I’ve done worse. I gave change once to a woman I thought was panhandling but who was actually waiting in line outside the bar I’d just left, which is reason #1001 why I don’t drink anymore.
Geez Louise, it’s been fifty years since scientists got a man to the moon, and, like, twenty or thirty years since they got a woman to, well, not quite the moon, but – where the hell is my selective memory eraser? I mean, I don’t know about you, but every other day I find myself imagining how much better my life would be, how much more accomplished I’d feel, if, every time a humiliating memory surfaced I could just take my handy dandy selective memory eraser and <rub rub rub> poof!
Employee bag check in front of customers after every shift at Chestertons?

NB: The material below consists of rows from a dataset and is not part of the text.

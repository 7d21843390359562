use std::path::Path;
use std::path::PathBuf;
use thiserror::Error;

type Result<T> = std::result::Result<T, ReadContentError>;

pub fn read_content<P: AsRef<Path>>(file_path: P) -> Result<String> {
    let file_path = file_path.as_ref();
    if !file_path.is_file() {
        return Err(ReadContentError::PathIsNotAFile(file_path.to_path_buf()));
    }

    let bytes = std::fs::read(file_path)
        .map_err(|err| ReadContentError::FileReadError {
            file_path: file_path.to_path_buf(),
            err,
        })?;

    let content = String::from_utf8(bytes)
        .map_err(|err| ReadContentError::FileDecodeError {
            file_path: file_path.to_path_buf(),
            err,
        })?;

    Ok(content)
}

#[derive(Debug, Error)]
pub enum ReadContentError {
    #[error("`{file_path:?}` is not valid UTF-8: {err}")]
    FileDecodeError {
        file_path: PathBuf,
        err: std::string::FromUtf8Error,
    },

    #[error("Failed to read `{file_path:?}`: {err}")]
    FileReadError {
        file_path: PathBuf,
        err: std::io::Error,
    },

    #[error("`{0:?}` is not a file")]
    PathIsNotAFile(PathBuf),
}
impl std::cmp::PartialEq for ReadContentError {
    fn eq(&self, other: &Self) -> bool {
        use ReadContentError::*;
        match (self, other) {
            (FileDecodeError {
                file_path: self_file_path,
                err: self_err,
            }, FileDecodeError {
                file_path: other_file_path,
                err: other_err,
            }) => {
                self_file_path.eq(other_file_path)
                && self_err.eq(other_err)
            },

            (FileReadError {
                file_path: self_file_path,
                err: self_err,
            }, FileReadError {
                file_path: other_file_path,
                err: other_err,
            }) => {
                self_file_path == other_file_path
                && self_err.kind() == other_err.kind()
            },

            (PathIsNotAFile(self_path), PathIsNotAFile(other_path)) => {
                self_path.eq(other_path)
            },

            _ => false,
        }
    }
}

What employee bag check in front of customers after every shift at Chestertons?
But that’s not until later. Right now, I’m headed in to the mall to find Chestertons again and have an interview for a job selling ladieswear.
Wish me luck!
Kathryn McLeod lives very frugally in Ottawa where she continues to be a sporadically employed office temp. Although a professional disappointment to her late mother, who enjoyed a physician assisted death a year or so ago, her office temp tales were always a big hit with her late mother’s dining companions when she would visit her seniors’ residence in Sault Ste. Marie, which she did dutifully twice per year – on her mother’s dime. But it was when she landed a much needed job selling ladieswear at the mall that her tale-telling reached a whole ‘nother level with her mother’s dining companions until, finally, even her late mother joined the chorus, “You have to write a book about that place!” Normally, this would have resulted in Kathryn NOT writing a book, about anything, ever, because, for whatever reason, she simply could not seem to do what her mother wanted. But then, as fate would have it, Arlene, who worked in “Chestertons”, said, “I should write a book about this place”, to which Kathryn replied, with commitment so absolute she actually did it, “No – I should write a book about this place”. And thus was “That Looks Good on You – You Should Buy It!” brought into the world. Enjoy. And remember, we’re all in this together, wasting our lives working for money so that when we’re old we can hang around and get in the way of younger people wasting their lives working for money. And so on and so forth and more of the same etc etc.